People involved in the investigation point out that there’s a long history of the White House handing over sensitive communications to Congress when it is in the greater public interest, and they argue that the origins of the Jan. 6 insurrection certainly fit that mold.
President Gerald Ford testified about his pardon of former president Richard M. Nixon. President Bill Clinton made two senior White House officials available to Congress for an entire day of testimony during his impeachment trial.
Whether Trump can win a legal battle may be a moot point. He can drag things out for a few years knowing it’s possible that Republicans will take control of the House in January 2023 and that they’ll decide to drop the investigation. The top House Republican, Kevin McCarthy (Calif.), adamantly opposes this special committee.
“And that ends the whole thing,” Chafetz said.
Or Congress could get creative
The committee could negotiate. It doesn’t have a lot of time to get tied up in court, so it could allow Trump to keep something private in exchange for another records request.
Former aides the committee is targeting are in a similarly tough situation as Trump. They could try to fight the subpoenas by arguing that they are politically motivated, but “no court has recognized that as a reason in itself,” said Stanley Brand, a congressional ethics expert. Bannon in particular is trying to cite executive privilege, even though he didn’t work in the White House during the time the committee wants to learn more about. Congress ended up citing Bannon for contempt and asking the Justice Department to consider criminal charges against him.
The committee can also go around these people by going to the private sector for information.

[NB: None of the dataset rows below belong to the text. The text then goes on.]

//! End-to-end support vector clustering run.
//!
//! # Phases
//!
//! 1. Kernel matrix over the full dataset
//! 2. Sphere training (external trainer) or a supplied sphere
//! 3. Validation: fails fast on an untrained sphere before any scan work
//! 4. Fixed part, computed once from the matrix
//! 5. Connectivity scan and union-find assembly
//!
//! Nothing is visible to the caller until the final [`Clustering`] is built.
//! An empty dataset partitions into an empty clustering without training.

use std::time::Instant;

use tracing::{debug, info, instrument, warn};

use crate::config::SvcConfig;
use crate::dataset::Dataset;
use crate::error::SvcResult;
use crate::kernel::{Kernel, KernelMatrix};
use crate::sphere::{FixedPart, SphereMembership, SphereTrainer, TrainedSphere};

use super::assembler::ClusterAssembler;
use super::cluster::{Clustering, ScanStats};
use super::connectivity::ConnectivityAnalyzer;

/// Support vector clustering driver.
///
/// # Example
///
/// ```
/// use sphere_cluster_core::clustering::SupportVectorClustering;
/// use sphere_cluster_core::config::SvcConfig;
/// use sphere_cluster_core::dataset::{Dataset, PointId};
/// use sphere_cluster_core::kernel::KernelConfig;
/// use sphere_cluster_core::sphere::{SphereModel, TrainedSphere};
///
/// let config = SvcConfig::default().with_kernel(KernelConfig::Linear);
/// let svc = SupportVectorClustering::new(config).unwrap();
///
/// let dataset = Dataset::from_vectors(vec![
///     vec![0.0, 0.0],
///     vec![0.5, 0.0],
///     vec![0.0, 0.5],
///     vec![4.0, 4.0],
/// ]).unwrap();
/// // Linear kernel, one unit support vector: a ball of radius 1 at the origin.
/// let sphere = TrainedSphere::new(SphereModel::new(vec![PointId(0)], vec![1.0]), 1.0);
///
/// let clustering = svc.run_with_sphere(&dataset, &sphere).unwrap();
/// assert_eq!(clustering.significant().count(), 1);
/// assert_eq!(clustering.noise().unwrap().members, vec![PointId(3)]);
/// ```
pub struct SupportVectorClustering {
    config: SvcConfig,
    kernel: Box<dyn Kernel>,
}

impl SupportVectorClustering {
    /// Create a driver using the kernel named in `config`.
    ///
    /// # Errors
    ///
    /// Returns an error if `config` fails validation.
    pub fn new(config: SvcConfig) -> SvcResult<Self> {
        config.validate()?;
        let kernel = config.kernel.build()?;
        Ok(Self { config, kernel })
    }

    /// Create a driver with a caller-supplied kernel.
    ///
    /// `config.kernel` is ignored.
    pub fn with_kernel(config: SvcConfig, kernel: Box<dyn Kernel>) -> SvcResult<Self> {
        config.validate()?;
        Ok(Self { config, kernel })
    }

    pub fn with_defaults() -> SvcResult<Self> {
        Self::new(SvcConfig::default())
    }

    pub fn config(&self) -> &SvcConfig {
        &self.config
    }

    pub fn kernel(&self) -> &dyn Kernel {
        self.kernel.as_ref()
    }

    /// Build the kernel matrix for `dataset` with the configured kernel.
    pub fn kernel_matrix(&self, dataset: &Dataset) -> KernelMatrix {
        KernelMatrix::build(dataset, self.kernel(), self.config.parallel.kernel_matrix)
    }

    /// Train a sphere with `trainer` and cluster `dataset`.
    ///
    /// # Errors
    ///
    /// - Any error returned by the trainer
    /// - `SvcError::UntrainedModel` if the trained radius is not usable
    /// - `SvcError::InconsistentSize` / `SvcError::UnknownPoint` for a
    ///   sphere that does not match the dataset
    #[instrument(skip_all, fields(points = dataset.len(), kernel = self.kernel.name()))]
    pub fn run(&self, dataset: &Dataset, trainer: &dyn SphereTrainer) -> SvcResult<Clustering> {
        if dataset.is_empty() {
            return Ok(empty_clustering());
        }
        let matrix = self.kernel_matrix(dataset);

        let start = Instant::now();
        let sphere = trainer.train(dataset, self.kernel(), &matrix, self.config.cost)?;
        debug!(
            support_vectors = sphere.model.support_count(),
            r_squared = sphere.r_squared,
            elapsed_ms = start.elapsed().as_millis() as u64,
            "sphere trained"
        );

        self.cluster(dataset, &matrix, &sphere)
    }

    /// Cluster `dataset` with a sphere trained elsewhere.
    ///
    /// # Errors
    ///
    /// Same as [`run`](Self::run), minus trainer errors. An unusable radius
    /// is reported even for an empty dataset.
    #[instrument(skip_all, fields(points = dataset.len(), kernel = self.kernel.name()))]
    pub fn run_with_sphere(
        &self,
        dataset: &Dataset,
        sphere: &TrainedSphere,
    ) -> SvcResult<Clustering> {
        sphere.check_radius()?;
        if dataset.is_empty() {
            return Ok(empty_clustering());
        }
        let matrix = self.kernel_matrix(dataset);
        self.cluster(dataset, &matrix, sphere)
    }

    fn cluster(
        &self,
        dataset: &Dataset,
        matrix: &KernelMatrix,
        sphere: &TrainedSphere,
    ) -> SvcResult<Clustering> {
        sphere.validate(dataset)?;
        if sphere.model.support_indices.is_empty() {
            warn!("trained sphere has no support vectors; center collapses to the origin");
        }

        let fixed_part = FixedPart::from_matrix(&sphere.model, matrix)?;
        debug!(fixed_part = fixed_part.value(), "fixed part computed");

        let membership = SphereMembership::new(self.kernel(), dataset, sphere, fixed_part)?;
        let analyzer = ConnectivityAnalyzer::new(&membership, self.config.sample_count)?;
        let assembler = if self.config.parallel.connectivity {
            ClusterAssembler::parallel()
        } else {
            ClusterAssembler::new()
        };

        let clustering = assembler.assemble(dataset, &analyzer);

        info!(
            points = dataset.len(),
            support_vectors = sphere.model.support_count(),
            clusters = clustering.significant().count(),
            noise = clustering.noise().map_or(0, |c| c.len()),
            "support vector clustering finished"
        );
        Ok(clustering)
    }
}

fn empty_clustering() -> Clustering {
    debug!("empty dataset; nothing to cluster");
    Clustering::new(Vec::new(), ScanStats::default())
}

#[cfg(test)]
mod tests {
    use super::*;
    use crate::dataset::PointId;
    use crate::error::SvcError;
    use crate::kernel::{KernelConfig, LinearKernel};
    use crate::sphere::{PrecomputedSphere, SphereModel};

    struct FailingTrainer;

    impl SphereTrainer for FailingTrainer {
        fn train(
            &self,
            _dataset: &Dataset,
            _kernel: &dyn Kernel,
            _matrix: &KernelMatrix,
            _cost: f64,
        ) -> SvcResult<TrainedSphere> {
            Err(SvcError::Training("did not converge".into()))
        }
    }

    fn line() -> Dataset {
        Dataset::from_vectors(vec![vec![0.0], vec![0.25], vec![0.5], vec![-0.5], vec![9.0]])
            .unwrap()
    }

    fn unit_ball(r_squared: f64) -> TrainedSphere {
        TrainedSphere::new(SphereModel::new(vec![PointId(0)], vec![1.0]), r_squared)
    }

    fn linear_svc() -> SupportVectorClustering {
        SupportVectorClustering::new(SvcConfig::default().with_kernel(KernelConfig::Linear))
            .unwrap()
    }

    #[test]
    fn test_run_with_precomputed_trainer() {
        let svc = linear_svc();
        let clustering = svc
            .run(&line(), &PrecomputedSphere(unit_ball(1.0)))
            .expect("run");

        assert_eq!(clustering.len(), 2);
        assert_eq!(
            clustering.clusters()[0].members,
            vec![PointId(0), PointId(1), PointId(2), PointId(3)]
        );
        assert_eq!(clustering.noise().unwrap().members, vec![PointId(4)]);
    }

    #[test]
    fn test_untrained_sphere_aborts() {
        let svc = linear_svc();
        let result = svc.run(&line(), &PrecomputedSphere(unit_ball(f64::NAN)));
        assert!(matches!(result, Err(SvcError::UntrainedModel { .. })));

        let result = svc.run_with_sphere(&line(), &unit_ball(f64::NAN));
        assert!(matches!(result, Err(SvcError::UntrainedModel { .. })));
    }

    #[test]
    fn test_trainer_error_is_surfaced() {
        let result = linear_svc().run(&line(), &FailingTrainer);
        match result {
            Err(SvcError::Training(message)) => assert!(message.contains("converge")),
            other => panic!("expected Training error, got {:?}", other.map(|c| c.len())),
        }
    }

    #[test]
    fn test_custom_kernel_overrides_config() {
        let svc = SupportVectorClustering::with_kernel(
            SvcConfig::default(),
            Box::new(LinearKernel),
        )
        .unwrap();
        assert_eq!(svc.kernel().name(), "linear");
    }

    #[test]
    fn test_empty_dataset_gives_empty_clustering() {
        let empty = Dataset::new(Vec::new()).unwrap();
        let svc = linear_svc();

        let clustering = svc.run(&empty, &FailingTrainer).expect("trainer is not consulted");
        assert!(clustering.is_empty());
        assert_eq!(clustering.total_points(), 0);
        assert!(clustering.noise().is_none());

        let sphere = TrainedSphere::new(SphereModel::new(Vec::new(), Vec::new()), 0.0);
        let clustering = svc.run_with_sphere(&empty, &sphere).expect("run");
        assert!(clustering.is_empty());

        let result = svc.run_with_sphere(&empty, &unit_ball(f64::NAN));
        assert!(matches!(result, Err(SvcError::UntrainedModel { .. })));
    }

    #[test]
    fn test_run_with_sphere_reports_invalid_spheres() {
        let svc = linear_svc();
        let unknown = TrainedSphere::new(SphereModel::new(vec![PointId(42)], vec![1.0]), 1.0);
        assert!(matches!(
            svc.run_with_sphere(&line(), &unknown),
            Err(SvcError::UnknownPoint { id: PointId(42) })
        ));

        let lopsided = TrainedSphere::new(SphereModel::new(vec![PointId(0)], vec![0.5, 0.5]), 1.0);
        assert!(matches!(
            svc.run_with_sphere(&line(), &lopsided),
            Err(SvcError::InconsistentSize { .. })
        ));
    }

    #[test]
    fn test_invalid_config_rejected() {
        let result = SupportVectorClustering::new(SvcConfig::default().with_sample_count(0));
        assert!(matches!(result, Err(SvcError::InvalidParameter { .. })));
    }
}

Lawmakers are looking at social media posts related to Trump and call logs from key people on that day. They’ve asked Google, Facebook and Twitter to hand over information related to misinformation campaigns at that time; many social media companies indicate they’re complying with the requests.
The committee may also try to capture phone records from people such as members of Congress. McCarthy has threatened telecommunication companies against complying, but his threat wasn’t rooted in any federal law that legal experts are aware of.
Finally, Congress does have the authority to jail people who don’t comply with its subpoena requests. But it’s a dormant power that Democrats haven’t been willing to exercise in the recent past when Trump officials ignored their subpoenas.
But at least two lawmakers on the committee is starting to talk about that — as well as about charging people with a crime — as an option. (Jailing people is known in Congress-speak as “inherent contempt power”).
“This is a matter of the utmost seriousness, and we need to consider the full panoply of enforcement sanctions available to us,” said Rep. Jamie B. Raskin (D-Md.). “And that means criminal contempt citations, civil contempt citations and the use of Congress’s own inherent contempt powers.”
“If witnesses do not show up, we will hold them in criminal contempt,” said Rep. Adam Schiff (D-Calif.), “we will vote them in contempt in the House, and we will refer them for prosecution.”
This article has been updated with the latest news.